Swing Time like its predecessors is intensely curious about race, but it is also curious about so much more than race, such as Fred Astaire, Ginger Rogers, Ali Baba Goes to Town and Michael Jackson.

Zadie Smith. Credit: Youtube screenshot

Cool Britannia, slickly marketed by Tony Blair’s Labour government, was hardly a monochromatic one. The London of Alexander McQueen, Oasis, Blur, Damien Hurst and the Spice Girls was a pastiche of the preceding Conservative regimes and a variegated motif of multiculturalism. White Teeth, that rollicking sketch of the post-colonial migrant experience, that comical world of inter-locking narratives – a genre that James Wood compellingly defined as ‘hysterical realism’ – landed amidst the boisterous icons of Cool Britannia in 2000, announcing the arrival of Zadie Smith – young, black, British, freckled, high cheek-boned.

White Teeth, an ostensibly hilarious examination of the vagaries of racially mixed friendships, is perhaps the loudest testimony to what Smith does best – bring the Joneses, the Iqbals and the Chalfens together in the hybrid topography of Willesden in north-west London.
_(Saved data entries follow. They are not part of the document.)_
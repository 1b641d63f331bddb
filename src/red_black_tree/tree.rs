use crate::arena::{Handle, TypedArena};
use crate::red_black_tree::node::{Color, Link, Node};
use log::{debug, trace};
use std::borrow::Borrow;
use std::cmp::Ordering;

/// Which child slot of a node a link occupies.
#[derive(Clone, Copy, Debug, Eq, PartialEq)]
enum Side {
    Left,
    Right,
}

impl Side {
    fn opposite(self) -> Side {
        match self {
            Side::Left => Side::Right,
            Side::Right => Side::Left,
        }
    }
}

fn expect_node(link: Link) -> Handle {
    link.expect("Expected a node, found the sentinel.")
}

/// The node graph of a red black tree. Every structural operation takes `&mut self` because
/// rotations and transplants may repoint the root.
pub struct Tree<T, U> {
    arena: TypedArena<Node<T, U>>,
    root: Link,
    len: usize,
}

impl<T, U> Tree<T, U> {
    pub fn new(chunk_size: usize) -> Self {
        Tree {
            arena: TypedArena::new(chunk_size),
            root: None,
            len: 0,
        }
    }

    pub fn len(&self) -> usize {
        self.len
    }

    pub fn root(&self) -> Link {
        self.root
    }

    pub fn node(&self, handle: Handle) -> &Node<T, U> {
        &self.arena[handle]
    }

    /// The sentinel is black.
    pub fn color(&self, link: Link) -> Color {
        match link {
            None => Color::Black,
            Some(handle) => self.arena[handle].color,
        }
    }

    // the sentinel's color is fixed, so writes to it are dropped
    fn set_color(&mut self, link: Link, color: Color) {
        if let Some(handle) = link {
            self.arena[handle].color = color;
        }
    }

    fn child(&self, handle: Handle, side: Side) -> Link {
        match side {
            Side::Left => self.arena[handle].left,
            Side::Right => self.arena[handle].right,
        }
    }

    // precondition: `child` occupies a slot of `parent`, or is the sentinel in an otherwise
    // occupied node
    fn side_of(&self, child: Link, parent: Handle) -> Side {
        if self.arena[parent].left == child {
            Side::Left
        } else {
            Side::Right
        }
    }

    /// Points the slot that held `old` at `new`. A sentinel `parent` means `old` was the root.
    fn replace_child(&mut self, parent: Link, old: Handle, new: Link) {
        match parent {
            None => self.root = new,
            Some(parent) => {
                if self.arena[parent].left == Some(old) {
                    self.arena[parent].left = new;
                } else {
                    self.arena[parent].right = new;
                }
            },
        }
    }

    /// Promotes the right child of `x` into its position; `x` becomes that child's left child.
    /// Colors are left untouched.
    pub fn rotate_left(&mut self, x: Handle) {
        trace!("rotate left");
        let y = self.arena[x]
            .right
            .expect("Expected right child node to be `Some`.");

        let inner = self.arena[y].left;
        self.arena[x].right = inner;
        if let Some(inner) = inner {
            self.arena[inner].parent = Some(x);
        }

        let parent = self.arena[x].parent;
        self.arena[y].parent = parent;
        self.replace_child(parent, x, Some(y));

        self.arena[y].left = Some(x);
        self.arena[x].parent = Some(y);
    }

    /// Promotes the left child of `x` into its position; `x` becomes that child's right child.
    /// Colors are left untouched.
    pub fn rotate_right(&mut self, x: Handle) {
        trace!("rotate right");
        let y = self.arena[x]
            .left
            .expect("Expected left child node to be `Some`.");

        let inner = self.arena[y].right;
        self.arena[x].left = inner;
        if let Some(inner) = inner {
            self.arena[inner].parent = Some(x);
        }

        let parent = self.arena[x].parent;
        self.arena[y].parent = parent;
        self.replace_child(parent, x, Some(y));

        self.arena[y].right = Some(x);
        self.arena[x].parent = Some(y);
    }

    // moves `x` down towards `side`
    fn rotate(&mut self, x: Handle, side: Side) {
        match side {
            Side::Left => self.rotate_left(x),
            Side::Right => self.rotate_right(x),
        }
    }

    pub fn search_node<V>(&self, key: &V) -> Link
    where
        T: Borrow<V>,
        V: Ord + ?Sized,
    {
        let mut curr = self.root;
        while let Some(handle) = curr {
            let node = &self.arena[handle];
            curr = match key.cmp(node.key.borrow()) {
                Ordering::Less => node.left,
                Ordering::Greater => node.right,
                Ordering::Equal => return Some(handle),
            };
        }
        None
    }

    pub fn minimum(&self, mut handle: Handle) -> Handle {
        while let Some(left) = self.arena[handle].left {
            handle = left;
        }
        handle
    }

    pub fn maximum(&self, mut handle: Handle) -> Handle {
        while let Some(right) = self.arena[handle].right {
            handle = right;
        }
        handle
    }

    /// Inserts a key-value pair. Returns `false` and leaves the tree untouched if the key is
    /// already present.
    pub fn insert(&mut self, key: T, value: U) -> bool
    where
        T: Ord,
    {
        if self.search_node(&key).is_some() {
            debug!("ignoring insert of duplicate key");
            return false;
        }

        let new_node = self.bst_insert(key, value);
        self.fix_insert(new_node);
        self.len += 1;
        debug!("inserted key, {} entries", self.len);
        true
    }

    // Plain binary search tree insertion. Equal keys descend right; callers reject duplicates
    // before getting here.
    fn bst_insert(&mut self, key: T, value: U) -> Handle
    where
        T: Ord,
    {
        let mut parent = None;
        let mut curr = self.root;
        while let Some(handle) = curr {
            parent = curr;
            let node = &self.arena[handle];
            curr = if key < node.key { node.left } else { node.right };
        }

        let is_left = match parent {
            Some(parent) => key < self.arena[parent].key,
            None => false,
        };
        let new_node = self.arena.allocate(Node::new(key, value, parent));

        match parent {
            None => self.root = Some(new_node),
            Some(parent) if is_left => self.arena[parent].left = Some(new_node),
            Some(parent) => self.arena[parent].right = Some(new_node),
        }
        new_node
    }

    fn fix_insert(&mut self, mut z: Handle) {
        while self.color(self.arena[z].parent) == Color::Red {
            // a red parent is never the root, so the grandparent exists
            let parent = expect_node(self.arena[z].parent);
            let grandparent = expect_node(self.arena[parent].parent);
            let side = self.side_of(Some(parent), grandparent);
            let uncle = self.child(grandparent, side.opposite());

            if self.color(uncle) == Color::Red {
                trace!("insert fix-up: red uncle, recoloring");
                self.arena[parent].color = Color::Black;
                self.set_color(uncle, Color::Black);
                self.arena[grandparent].color = Color::Red;
                z = grandparent;
            } else {
                if self.child(parent, side.opposite()) == Some(z) {
                    trace!("insert fix-up: inner child, straightening");
                    z = parent;
                    self.rotate(z, side);
                }

                trace!("insert fix-up: outer child, rotating grandparent");
                let parent = expect_node(self.arena[z].parent);
                let grandparent = expect_node(self.arena[parent].parent);
                self.arena[parent].color = Color::Black;
                self.arena[grandparent].color = Color::Red;
                self.rotate(grandparent, side.opposite());
            }
        }

        let root = self.root;
        self.set_color(root, Color::Black);
    }

    /// Replaces the subtree rooted at `u` with the subtree rooted at `v`. The children of `v` are
    /// not touched.
    fn transplant(&mut self, u: Handle, v: Link) {
        let parent = self.arena[u].parent;
        self.replace_child(parent, u, v);
        if let Some(v) = v {
            self.arena[v].parent = parent;
        }
    }

    /// Removes a key from the tree and returns the removed key-value pair, or `None` if the key
    /// is absent.
    pub fn remove<V>(&mut self, key: &V) -> Option<(T, U)>
    where
        T: Borrow<V>,
        V: Ord + ?Sized,
    {
        let z = self.search_node(key)?;
        let (z_left, z_right) = (self.arena[z].left, self.arena[z].right);

        // `removed_color` is the color of the node that leaves its position, `x` is what takes
        // its place and `x_parent` is where `x` now hangs. `x` may be the sentinel, which has no
        // parent link of its own, hence the separate `x_parent`.
        let mut removed_color = self.arena[z].color;
        let (x, x_parent) = match (z_left, z_right) {
            (None, _) => {
                let parent = self.arena[z].parent;
                self.transplant(z, z_right);
                (z_right, parent)
            },
            (_, None) => {
                let parent = self.arena[z].parent;
                self.transplant(z, z_left);
                (z_left, parent)
            },
            (Some(left), Some(right)) => {
                let y = self.minimum(right);
                removed_color = self.arena[y].color;
                let x = self.arena[y].right;

                let x_parent = if self.arena[y].parent == Some(z) {
                    Some(y)
                } else {
                    let y_parent = self.arena[y].parent;
                    self.transplant(y, x);
                    self.arena[y].right = Some(right);
                    self.arena[right].parent = Some(y);
                    y_parent
                };

                self.transplant(z, Some(y));
                self.arena[y].left = Some(left);
                self.arena[left].parent = Some(y);
                let z_color = self.arena[z].color;
                self.arena[y].color = z_color;
                (x, x_parent)
            },
        };

        if removed_color == Color::Black {
            self.fix_remove(x, x_parent);
        }

        self.len -= 1;
        debug!("removed key, {} entries", self.len);
        let node = self
            .arena
            .free(&z)
            .expect("Expected removed node to be live.");
        Some((node.key, node.value))
    }

    // `x` carries an extra black. Walks it up until it lands on a red node or the root, or until
    // a rotation absorbs it.
    fn fix_remove(&mut self, mut x: Link, mut parent: Link) {
        while x != self.root && self.color(x) == Color::Black {
            let p = expect_node(parent);
            let side = self.side_of(x, p);
            // the extra black guarantees a real sibling
            let mut w = expect_node(self.child(p, side.opposite()));

            if self.arena[w].color == Color::Red {
                trace!("remove fix-up: red sibling");
                self.arena[w].color = Color::Black;
                self.arena[p].color = Color::Red;
                self.rotate(p, side);
                w = expect_node(self.child(p, side.opposite()));
            }

            let near = self.child(w, side);
            let far = self.child(w, side.opposite());
            if self.color(near) == Color::Black && self.color(far) == Color::Black {
                trace!("remove fix-up: black nephews, pushing deficit up");
                self.arena[w].color = Color::Red;
                x = Some(p);
                parent = self.arena[p].parent;
            } else {
                if self.color(far) == Color::Black {
                    trace!("remove fix-up: black far nephew, rotating sibling");
                    self.set_color(near, Color::Black);
                    self.arena[w].color = Color::Red;
                    self.rotate(w, side.opposite());
                    w = expect_node(self.child(p, side.opposite()));
                }

                trace!("remove fix-up: red far nephew, rotating parent");
                let p_color = self.arena[p].color;
                self.arena[w].color = p_color;
                self.arena[p].color = Color::Black;
                let far = self.child(w, side.opposite());
                self.set_color(far, Color::Black);
                self.rotate(p, side);
                x = self.root;
                parent = None;
            }
        }

        self.set_color(x, Color::Black);
    }

    pub fn get<V>(&self, key: &V) -> Option<(&T, &U)>
    where
        T: Borrow<V>,
        V: Ord + ?Sized,
    {
        self.search_node(key).map(|handle| {
            let node = &self.arena[handle];
            (&node.key, &node.value)
        })
    }

    pub fn get_mut<V>(&mut self, key: &V) -> Option<&mut U>
    where
        T: Borrow<V>,
        V: Ord + ?Sized,
    {
        let handle = self.search_node(key)?;
        Some(&mut self.arena[handle].value)
    }

    pub fn min(&self) -> Option<&T> {
        self.root
            .map(|root| &self.arena[self.minimum(root)].key)
    }

    pub fn max(&self) -> Option<&T> {
        self.root
            .map(|root| &self.arena[self.maximum(root)].key)
    }

    /// Returns every key in ascending order.
    pub fn in_order(&self) -> Vec<&T> {
        let mut keys = Vec::with_capacity(self.len);
        self.in_order_helper(self.root, &mut keys);
        keys
    }

    fn in_order_helper<'a>(&'a self, link: Link, keys: &mut Vec<&'a T>) {
        if let Some(handle) = link {
            let node = &self.arena[handle];
            self.in_order_helper(node.left, keys);
            keys.push(&node.key);
            self.in_order_helper(node.right, keys);
        }
    }

    pub fn clear(&mut self) {
        self.arena.clear();
        self.root = None;
        self.len = 0;
    }

    /// Consumes the tree and returns its entries in ascending key order.
    pub fn into_entries(mut self) -> Vec<(T, U)> {
        let mut handles = Vec::with_capacity(self.len);
        let mut stack = Vec::new();
        let mut curr = self.root;
        loop {
            while let Some(handle) = curr {
                stack.push(handle);
                curr = self.arena[handle].left;
            }
            match stack.pop() {
                Some(handle) => {
                    handles.push(handle);
                    curr = self.arena[handle].right;
                },
                None => break,
            }
        }

        handles
            .iter()
            .filter_map(|handle| self.arena.free(handle))
            .map(|node| (node.key, node.value))
            .collect()
    }
}
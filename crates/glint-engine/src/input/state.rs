use std::collections::HashSet;

use super::frame::InputFrame;
use super::types::{
    InputEvent,
    MouseButton,
    MouseButtonState,
    PointerButtonEvent,
    PointerMoveEvent,
};

/// Current input state for a single window.
///
/// Holds "is down" information and current pointer position.
/// Per-frame transitions are recorded into an `InputFrame`.
#[derive(Debug, Default)]
pub struct InputState {
    /// Whether the window is focused.
    pub focused: bool,

    /// Pointer position in logical pixels.
    pub pointer_pos: Option<(f32, f32)>,

    /// Set of currently held mouse buttons.
    pub buttons_down: HashSet<MouseButton>,
}

impl InputState {
    /// Applies a platform-agnostic input event to the current state and writes
    /// deltas to `frame`.
    pub fn apply_event(&mut self, frame: &mut InputFrame, ev: InputEvent) {
        match &ev {
            InputEvent::Focused(f) => {
                self.focused = *f;
                if !*f {
                    // Conservative behavior: on focus loss, clear the "down" set.
                    // Avoids a stuck drag when focus changes mid-press.
                    self.buttons_down.clear();
                }
            }

            InputEvent::PointerMoved(PointerMoveEvent { x, y }) => {
                self.pointer_pos = Some((*x, *y));
            }

            InputEvent::PointerLeft => {
                self.pointer_pos = None;
            }

            InputEvent::PointerButton(PointerButtonEvent {
                button,
                state,
                x,
                y,
            }) => {
                self.pointer_pos = Some((*x, *y));

                match state {
                    MouseButtonState::Pressed => {
                        let inserted = self.buttons_down.insert(*button);
                        if inserted {
                            frame.buttons_pressed.insert(*button);
                        }
                    }
                    MouseButtonState::Released => {
                        let removed = self.buttons_down.remove(button);
                        if removed {
                            frame.buttons_released.insert(*button);
                        }
                    }
                }
            }
        }

        frame.push_event(ev);
    }

    /// Helper queries
    pub fn button_down(&self, btn: MouseButton) -> bool {
        self.buttons_down.contains(&btn)
    }

    pub fn any_button_down(&self) -> bool {
        !self.buttons_down.is_empty()
    }
}

#[cfg(test)]
mod tests {
    use super::*;

    fn press(btn: MouseButton, x: f32, y: f32) -> InputEvent {
        InputEvent::PointerButton(PointerButtonEvent {
            button: btn,
            state: MouseButtonState::Pressed,
            x,
            y,
        })
    }

    fn release(btn: MouseButton, x: f32, y: f32) -> InputEvent {
        InputEvent::PointerButton(PointerButtonEvent {
            button: btn,
            state: MouseButtonState::Released,
            x,
            y,
        })
    }

    // ── button transitions ────────────────────────────────────────────────

    #[test]
    fn press_records_state_and_frame_delta() {
        let mut state = InputState::default();
        let mut frame = InputFrame::default();

        state.apply_event(&mut frame, press(MouseButton::Left, 10.0, 20.0));

        assert!(state.button_down(MouseButton::Left));
        assert!(state.any_button_down());
        assert!(frame.buttons_pressed.contains(&MouseButton::Left));
        assert_eq!(state.pointer_pos, Some((10.0, 20.0)));
    }

    #[test]
    fn release_clears_state_and_records_delta() {
        let mut state = InputState::default();
        let mut frame = InputFrame::default();

        state.apply_event(&mut frame, press(MouseButton::Left, 0.0, 0.0));
        frame.clear();
        state.apply_event(&mut frame, release(MouseButton::Left, 5.0, 5.0));

        assert!(!state.button_down(MouseButton::Left));
        assert!(!state.any_button_down());
        assert!(frame.buttons_released.contains(&MouseButton::Left));
        assert!(frame.buttons_pressed.is_empty());
    }

    #[test]
    fn repeated_press_is_not_a_new_transition() {
        let mut state = InputState::default();
        let mut frame = InputFrame::default();

        state.apply_event(&mut frame, press(MouseButton::Left, 0.0, 0.0));
        frame.clear();
        state.apply_event(&mut frame, press(MouseButton::Left, 0.0, 0.0));

        assert!(state.button_down(MouseButton::Left));
        assert!(frame.buttons_pressed.is_empty());
    }

    // ── pointer position ──────────────────────────────────────────────────

    #[test]
    fn move_then_leave_clears_position() {
        let mut state = InputState::default();
        let mut frame = InputFrame::default();

        state.apply_event(
            &mut frame,
            InputEvent::PointerMoved(PointerMoveEvent { x: 100.0, y: 50.0 }),
        );
        assert_eq!(state.pointer_pos, Some((100.0, 50.0)));

        state.apply_event(&mut frame, InputEvent::PointerLeft);
        assert_eq!(state.pointer_pos, None);
    }

    // ── focus ─────────────────────────────────────────────────────────────

    #[test]
    fn focus_loss_drops_held_buttons() {
        let mut state = InputState::default();
        let mut frame = InputFrame::default();

        state.apply_event(&mut frame, press(MouseButton::Left, 0.0, 0.0));
        state.apply_event(&mut frame, InputEvent::Focused(false));

        assert!(!state.any_button_down());
        assert!(!state.focused);
    }
}
/// Straight-alpha RGBA color with `f32` components in `[0, 1]`.
///
/// The quad pipeline blends with src-alpha / one-minus-src-alpha, so colors
/// are stored straight (not premultiplied) and uploaded to the GPU as-is.
#[derive(Debug, Copy, Clone, Default, PartialEq)]
pub struct Color {
    pub r: f32,
    pub g: f32,
    pub b: f32,
    pub a: f32,
}

impl Color {
    pub const BLACK: Self = Self::opaque(0.0, 0.0, 0.0);
    pub const RED: Self = Self::opaque(1.0, 0.0, 0.0);
    pub const WHITE: Self = Self::opaque(1.0, 1.0, 1.0);

    #[inline]
    pub const fn new(r: f32, g: f32, b: f32, a: f32) -> Self {
        Self { r, g, b, a }
    }

    #[inline]
    pub const fn opaque(r: f32, g: f32, b: f32) -> Self {
        Self { r, g, b, a: 1.0 }
    }

    /// Component array in shader layout order.
    #[inline]
    pub const fn to_array(self) -> [f32; 4] {
        [self.r, self.g, self.b, self.a]
    }

    #[inline]
    pub fn is_finite(self) -> bool {
        self.r.is_finite() && self.g.is_finite() && self.b.is_finite() && self.a.is_finite()
    }
}

impl From<Color> for wgpu::Color {
    fn from(c: Color) -> Self {
        wgpu::Color {
            r: c.r as f64,
            g: c.g as f64,
            b: c.b as f64,
            a: c.a as f64,
        }
    }
}

#[cfg(test)]
mod tests {
    use super::*;

    #[test]
    fn consts_are_opaque() {
        assert_eq!(Color::BLACK.a, 1.0);
        assert_eq!(Color::RED.to_array(), [1.0, 0.0, 0.0, 1.0]);
    }

    #[test]
    fn wgpu_conversion_preserves_channels() {
        let c: wgpu::Color = Color::new(0.25, 0.5, 0.75, 1.0).into();
        assert_eq!(c.r, 0.25);
        assert_eq!(c.g, 0.5);
        assert_eq!(c.b, 0.75);
        assert_eq!(c.a, 1.0);
    }
}
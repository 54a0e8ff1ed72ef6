use anyhow::{Context, Result};
use wgpu::SurfaceError;
use winit::dpi::PhysicalSize;
use winit::window::Window;

/// Depth attachment format used by the swapchain framebuffer.
///
/// The quad pipeline depth-tests (less-equal, writes on), so every frame
/// carries a depth view alongside the color view.
pub const DEPTH_FORMAT: wgpu::TextureFormat = wgpu::TextureFormat::Depth32Float;

/// Initialization parameters for the GPU layer.
///
/// Keep this structure stable and minimal. Add configuration flags only when a
/// concrete platform or backend requirement exists.
#[derive(Debug, Clone)]
pub struct GpuInit {
    /// Prefer an sRGB surface format when available.
    pub prefer_srgb: bool,

    /// Present mode (swap behavior).
    ///
    /// FIFO is broadly supported and appropriate for an input-driven demo.
    pub present_mode: wgpu::PresentMode,

    /// Optional alpha mode preference for the surface.
    ///
    /// If provided but unsupported on the current surface, a supported mode is selected.
    pub alpha_mode: Option<wgpu::CompositeAlphaMode>,

    /// Required wgpu features.
    ///
    /// Favor an empty set for portability unless a feature is strictly necessary.
    pub required_features: wgpu::Features,

    /// Limits requested from the adapter/device.
    pub required_limits: wgpu::Limits,

    /// Desired maximum frame latency for the surface.
    ///
    /// This value is a hint; support depends on platform/backend.
    pub desired_maximum_frame_latency: u32,
}

impl Default for GpuInit {
    fn default() -> Self {
        Self {
            prefer_srgb: true,
            present_mode: wgpu::PresentMode::Fifo,
            alpha_mode: None,
            required_features: wgpu::Features::empty(),
            required_limits: wgpu::Limits::default(),
            desired_maximum_frame_latency: 2,
        }
    }
}

/// Owns wgpu core objects and the surface configuration.
///
/// This type is the low-level rendering context:
/// - creates and stores Instance/Adapter/Device/Queue
/// - creates and configures the Surface (swapchain) and depth buffer
/// - acquires frames and provides an encoder + views for rendering
pub struct Gpu<'w> {
    /// wgpu instance used to create the adapter and surface.
    instance: wgpu::Instance,

    /// Surface bound to the window.
    ///
    /// Surface lifetime is tied to the window; architecture must ensure the window
    /// outlives the `Gpu` instance.
    surface: wgpu::Surface<'w>,

    /// Selected adapter.
    adapter: wgpu::Adapter,

    /// Logical device.
    device: wgpu::Device,

    /// Command queue.
    queue: wgpu::Queue,

    /// Active surface configuration.
    config: wgpu::SurfaceConfiguration,

    /// Depth attachment matching the surface size.
    depth_texture: wgpu::Texture,
    depth_view: wgpu::TextureView,

    /// Current drawable size in physical pixels.
    size: PhysicalSize<u32>,
}

/// Represents a single acquired frame.
///
/// This object is short-lived and must be finalized promptly. Holding the surface
/// texture prevents acquisition of subsequent frames.
pub struct GpuFrame {
    pub surface_texture: wgpu::SurfaceTexture,
    pub view: wgpu::TextureView,
    pub depth_view: wgpu::TextureView,
    pub encoder: wgpu::CommandEncoder,
}

/// High-level response after a surface error.
#[derive(Debug, Copy, Clone, Eq, PartialEq)]
pub enum SurfaceErrorAction {
    /// Surface was reconfigured; rendering may resume next frame.
    Reconfigured,
    /// Transient error; skip the current frame.
    SkipFrame,
    /// Fatal error (commonly OOM); terminate gracefully.
    Fatal,
}

impl<'w> Gpu<'w> {
    /// Creates a GPU context bound to a window.
    ///
    /// Adapter/device acquisition is asynchronous under wgpu.
    pub async fn new(window: &'w Window, init: GpuInit) -> Result<Self> {
        let size = window.inner_size();
        anyhow::ensure!(size.width > 0 && size.height > 0, "window has zero size");

        // Use all backends to allow wgpu to select the optimal platform backend.
        let instance = wgpu::Instance::new(&wgpu::InstanceDescriptor {
            backends: wgpu::Backends::all(),
            ..Default::default()
        });

        // Surface lifetime is tied to `window` via `'w`.
        let surface = instance
            .create_surface(window)
            .context("failed to create wgpu surface")?;

        let adapter = instance
            .request_adapter(&wgpu::RequestAdapterOptions {
                power_preference: wgpu::PowerPreference::HighPerformance,
                compatible_surface: Some(&surface),
                force_fallback_adapter: false,
            })
            .await
            .context("failed to find a suitable GPU adapter")?;

        let (device, queue) = adapter
            .request_device(&wgpu::DeviceDescriptor {
                label: Some("glint-engine device"),
                required_features: init.required_features,
                required_limits: init.required_limits,
                experimental_features: wgpu::ExperimentalFeatures::disabled(),
                memory_hints: wgpu::MemoryHints::Performance,
                trace: wgpu::Trace::Off,
            })
            .await
            .context("failed to create wgpu device/queue")?;

        let surface_caps = surface.get_capabilities(&adapter);
        let format = choose_surface_format(&surface_caps, init.prefer_srgb)
            .context("no supported surface formats")?;

        let alpha_mode = init
            .alpha_mode
            .filter(|m| surface_caps.alpha_modes.contains(m))
            .unwrap_or_else(|| {
                surface_caps
                    .alpha_modes
                    .first()
                    .copied()
                    .unwrap_or(wgpu::CompositeAlphaMode::Auto)
            });

        let config = wgpu::SurfaceConfiguration {
            usage: wgpu::TextureUsages::RENDER_ATTACHMENT,
            format,
            width: size.width.max(1),
            height: size.height.max(1),
            present_mode: init.present_mode,
            alpha_mode,
            view_formats: vec![],
            desired_maximum_frame_latency: init.desired_maximum_frame_latency,
        };

        surface.configure(&device, &config);

        let (depth_texture, depth_view) = create_depth_texture(&device, &config);

        let info = adapter.get_info();
        log::info!(
            "gpu ready: {} ({:?}), surface {:?} {}x{}",
            info.name,
            info.backend,
            format,
            config.width,
            config.height,
        );

        Ok(Gpu {
            instance,
            surface,
            adapter,
            device,
            queue,
            config,
            depth_texture,
            depth_view,
            size,
        })
    }

    /// Returns the active surface format.
    pub fn surface_format(&self) -> wgpu::TextureFormat {
        self.config.format
    }

    /// Returns the current drawable size (physical pixels).
    pub fn size(&self) -> PhysicalSize<u32> {
        self.size
    }

    /// Returns a reference to the logical device.
    pub fn device(&self) -> &wgpu::Device {
        &self.device
    }

    /// Returns a reference to the command queue.
    pub fn queue(&self) -> &wgpu::Queue {
        &self.queue
    }

    /// Reconfigures the surface after a resize.
    ///
    /// wgpu does not support configuring a surface with a 0x0 size; in that case,
    /// only internal state is updated and configuration is deferred.
    pub fn resize(&mut self, new_size: PhysicalSize<u32>) {
        if new_size.width == 0 || new_size.height == 0 {
            self.size = new_size;
            return;
        }

        self.size = new_size;
        self.config.width = new_size.width;
        self.config.height = new_size.height;
        self.surface.configure(&self.device, &self.config);

        let (depth_texture, depth_view) = create_depth_texture(&self.device, &self.config);
        self.depth_texture = depth_texture;
        self.depth_view = depth_view;
    }

    /// Acquires the next surface texture and creates an encoder.
    ///
    /// The returned frame owns the surface texture. Releasing it (after submission)
    /// presents the frame.
    pub fn begin_frame(&self) -> std::result::Result<GpuFrame, SurfaceError> {
        let surface_texture = self.surface.get_current_texture()?;
        let view = surface_texture
            .texture
            .create_view(&wgpu::TextureViewDescriptor::default());

        let encoder = self
            .device
            .create_command_encoder(&wgpu::CommandEncoderDescriptor {
                label: Some("glint frame encoder"),
            });

        Ok(GpuFrame {
            surface_texture,
            view,
            depth_view: self.depth_view.clone(),
            encoder,
        })
    }

    /// Submits the recorded commands for the given frame.
    ///
    /// Presentation occurs when `surface_texture` is dropped after submission.
    pub fn submit(&self, frame: GpuFrame) {
        self.queue.submit(std::iter::once(frame.encoder.finish()));
        drop(frame.view);
        drop(frame.depth_view);
        drop(frame.surface_texture);
    }

    /// Converts a `SurfaceError` into a higher-level action.
    pub fn handle_surface_error(&mut self, err: SurfaceError) -> SurfaceErrorAction {
        match err {
            SurfaceError::Lost | SurfaceError::Outdated => {
                if self.size.width > 0 && self.size.height > 0 {
                    self.surface.configure(&self.device, &self.config);
                }
                SurfaceErrorAction::Reconfigured
            }
            SurfaceError::OutOfMemory => SurfaceErrorAction::Fatal,
            SurfaceError::Timeout => SurfaceErrorAction::SkipFrame,
            SurfaceError::Other => SurfaceErrorAction::SkipFrame,
        }
    }
}

fn choose_surface_format(
    caps: &wgpu::SurfaceCapabilities,
    prefer_srgb: bool,
) -> Option<wgpu::TextureFormat> {
    if caps.formats.is_empty() {
        return None;
    }

    if prefer_srgb {
        let preferred = [
            wgpu::TextureFormat::Bgra8UnormSrgb,
            wgpu::TextureFormat::Rgba8UnormSrgb,
        ];
        for f in preferred {
            if caps.formats.contains(&f) {
                return Some(f);
            }
        }
    }

    Some(caps.formats[0])
}

fn create_depth_texture(
    device: &wgpu::Device,
    config: &wgpu::SurfaceConfiguration,
) -> (wgpu::Texture, wgpu::TextureView) {
    let texture = device.create_texture(&wgpu::TextureDescriptor {
        label: Some("glint depth texture"),
        size: wgpu::Extent3d {
            width: config.width,
            height: config.height,
            depth_or_array_layers: 1,
        },
        mip_level_count: 1,
        sample_count: 1,
        dimension: wgpu::TextureDimension::D2,
        format: DEPTH_FORMAT,
        usage: wgpu::TextureUsages::RENDER_ATTACHMENT,
        view_formats: &[],
    });
    let view = texture.create_view(&wgpu::TextureViewDescriptor::default());
    (texture, view)
}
The book is, as described by Smith herself, in an interview, “…a kind of mishmash, as first novels tend to be”. Swing Time, Smith’s newest fiction, published in November 2016, is an evocation of that very universe – a hotchpotch of people and places, a medley of sights and sounds and smells. It is also a deeper and somewhat quieter rumination on race.

Wistful love letter to friendship

Two seven-year-old girls, the unnamed narrator and Tracey, meet for the first time in a churchyard, on their way to a community dance class. “Our shade of brown was exactly the same – as if one piece of tan material had been cut to make us both – and our freckles gathered in the same areas, we were of the same height”. Tracey, from the very beginning, cuts a glamorous figure: “…she looked like a darker Shirley Temple…” She wore her hair in two long plaits that reached her backside and were tied with yellow satin bows. “Satin yellow bows were a phenomenon unknown to my mother,” declares the narrator, whose mother is a “feminist” who “never wore make-up and dressed us both as plainly as possible”.

Told in retrospect by the biracial narrator, Swing Time is a wistful love letter to this friendship. The girls, who live in housing estates in London, follow divergent trajectories as they grow up – the narrator becomes the assistant to Aimee, a pop star of Australian origin, and Tracey flounders in a haze of drugs and promiscuity to stage school and then to the West End theatres. Despite the hectic partying, the jet-setting across continents in a herd of other personal assistants, bodyguards, Aimee’s children and their nanny, PR people and journalists from the Rolling Stone, the narrator, her memory wedged in the past, still obsessively involved with a childhood friendship gone cold, can’t help but talk of Tracey. “When Tracey’s time came there was no one to guide here over the threshold, to advise her or even tell her that this was a threshold she was crossing. But her body was developing quicker than anybody else’s and so she had to improvise, to make her own arrangements. Her first idea was to dress wildly,” reveals the narrative voice, as it revisits the housing estate.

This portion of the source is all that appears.